José Luis Díaz
Profesor de Filosofía
Apoyo gráfico: Angel
Domínguez Pablos.
Profesor de plástica
IES Doña Jimena. Gijón
El asociar la palabra gula a la desmesura en los apetitos culinarios fue una tónica que estuvo presente a través de la historia durante muchos siglos y lo seguía estando en el siglo del reinado de Carlos I y sucesores, como nos lo pone de manifiesto las manifestaciones del arte, cuadros, miniaturas, capiteles o frescos.
La Biblia engloba a la gula dentro de los pecados capitales, "cabeza de otros muchos pecados", porque supone una desorganización, un desorden, lo que es lo mismo un vicio en el comer y beber y, como tal doctrina, la retomará la Iglesia católica.
Los teólogos intentarán redefinir su contenido y, así Tomás de Aquino amplía a cinco las formas por las que uno se puede dejar arrastrar por el vicio de la gula: por la ansiedad de estar comiendo constantemente; por la cantidad , el comer con los ojos del lenguaje vulgar; por la exquisitez o sibaritismo en los gustos; por la glotonería y, por último, por la avidez o voracidad. Hoy los teólogos dan a la gula un sentido más acorde con la realidad del sentido del gusto.
Si prescindimos de la connotación religiosa, no tiene ningún sentido hablar de pecado o vicio en nuestras formas de comer, sino simplemente de las consecuencias que puede acarrear para la salud, tanto los desórdenes de las comidas como en las bebidas, que es como podemos denominar a ese apetito "que lleva al hombre hacia algo que puede serle dañoso o perjudicial", y no a pocos a las sepulturas.
Si tenemos estas consideraciones presentes resulta difícil tildar a Carlos I de abuso de gula o de bulímico; es verdad, como nos cuenta Alarcón, que "pasó por ser uno de los más grandes comilones habidos" y, que el hambre que le acosaba constantemente a comer le causaba indigestiones y desarreglos intestinales; Tan grande era su apetito que uno de sus mayordomos escribió, aludiendo a la afición que sentía por los aparatos que le construían, " no sé como complacer a vuestra majestad, como no sea haciendo un plato de relojes".

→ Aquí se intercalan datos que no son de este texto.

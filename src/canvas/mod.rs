//! Stroke capture.
//!
//! [`StrokeCanvas`] turns pointer drags into a persistent raster. Pointer input
//! from a host UI (or a recorded event file) is described by [`PointerEvent`].

mod events;
mod stroke_canvas;

pub use events::{PointerEvent, load_events};
pub use stroke_canvas::StrokeCanvas;

use crate::core::config::{ConfigError, ConfigValidator};
use crate::core::constants::{
    BACKGROUND_COLOR, DEFAULT_CANVAS_HEIGHT, DEFAULT_CANVAS_WIDTH, DEFAULT_LINE_WIDTH,
    DEFAULT_STROKE_COLOR,
};
use crate::core::validation::validate_positive;
use image::{Pixel, Rgb};
use serde::{Deserialize, Serialize};

/// A pointer position in canvas pixel space, origin top-left.
#[derive(Debug, Clone, Copy, PartialEq, Serialize, Deserialize)]
pub struct CanvasPoint {
    pub x: f32,
    pub y: f32,
}

impl CanvasPoint {
    pub fn new(x: f32, y: f32) -> Self {
        Self { x, y }
    }

    /// Nearest pixel coordinate.
    pub fn to_pixel(self) -> (i32, i32) {
        (self.x.round() as i32, self.y.round() as i32)
    }
}

/// Drawing surface settings.
#[derive(Debug, Clone, PartialEq, Serialize, Deserialize)]
#[serde(default)]
pub struct CanvasConfig {
    /// Raster width in pixels.
    pub width: u32,
    /// Raster height in pixels.
    pub height: u32,
    /// Stroke width in pixels.
    pub line_width: u32,
    /// Stroke color (RGB).
    pub stroke_color: [u8; 3],
    /// Background color (RGB).
    pub background_color: [u8; 3],
}

impl Default for CanvasConfig {
    fn default() -> Self {
        Self {
            width: DEFAULT_CANVAS_WIDTH,
            height: DEFAULT_CANVAS_HEIGHT,
            line_width: DEFAULT_LINE_WIDTH,
            stroke_color: DEFAULT_STROKE_COLOR,
            background_color: BACKGROUND_COLOR,
        }
    }
}

impl ConfigValidator for CanvasConfig {
    fn validate(&self) -> Result<(), ConfigError> {
        validate_positive(self.width, "canvas.width")?;
        validate_positive(self.height, "canvas.height")?;
        validate_positive(self.line_width, "canvas.line_width")?;

        // strokes must stay visible once the raster is reduced to one channel
        let stroke_luma = Rgb(self.stroke_color).to_luma()[0];
        let background_luma = Rgb(self.background_color).to_luma()[0];
        if stroke_luma == background_luma {
            return Err(ConfigError::InvalidConfig {
                message: format!(
                    "stroke color {:?} and background color {:?} have the same intensity ({})",
                    self.stroke_color, self.background_color, stroke_luma
                ),
            });
        }
        Ok(())
    }
}

#[cfg(test)]
mod tests {
    use super::*;

    #[test]
    fn test_default_canvas_config() {
        let config = CanvasConfig::default();
        assert_eq!((config.width, config.height), (800, 800));
        assert_eq!(config.line_width, 35);
        assert!(config.validate().is_ok());
    }

    #[test]
    fn test_low_contrast_rejected() {
        let config = CanvasConfig {
            stroke_color: [0, 0, 0],
            ..CanvasConfig::default()
        };
        assert!(config.validate().is_err());
    }

    #[test]
    fn test_zero_sizes_rejected() {
        let config = CanvasConfig {
            width: 0,
            ..CanvasConfig::default()
        };
        assert!(config.validate().is_err());
    }

    #[test]
    fn test_point_rounding() {
        assert_eq!(CanvasPoint::new(10.4, 10.6).to_pixel(), (10, 11));
    }
}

Que la mesa palaciega de Carlos I estuviese repleta de los platos más variados, que sus gustos declinasen por determinados manjares, hasta el afirmar de algunos que "murió de una indigestión de melón"; que le agradasen los platos condimentados con las más variadas especias, no nos permite tildarle de ningún vicio culinario, sino simplemente constatar que era muy agradecido con los buenos guisos y que apreciaba sobremanera la buena mesa.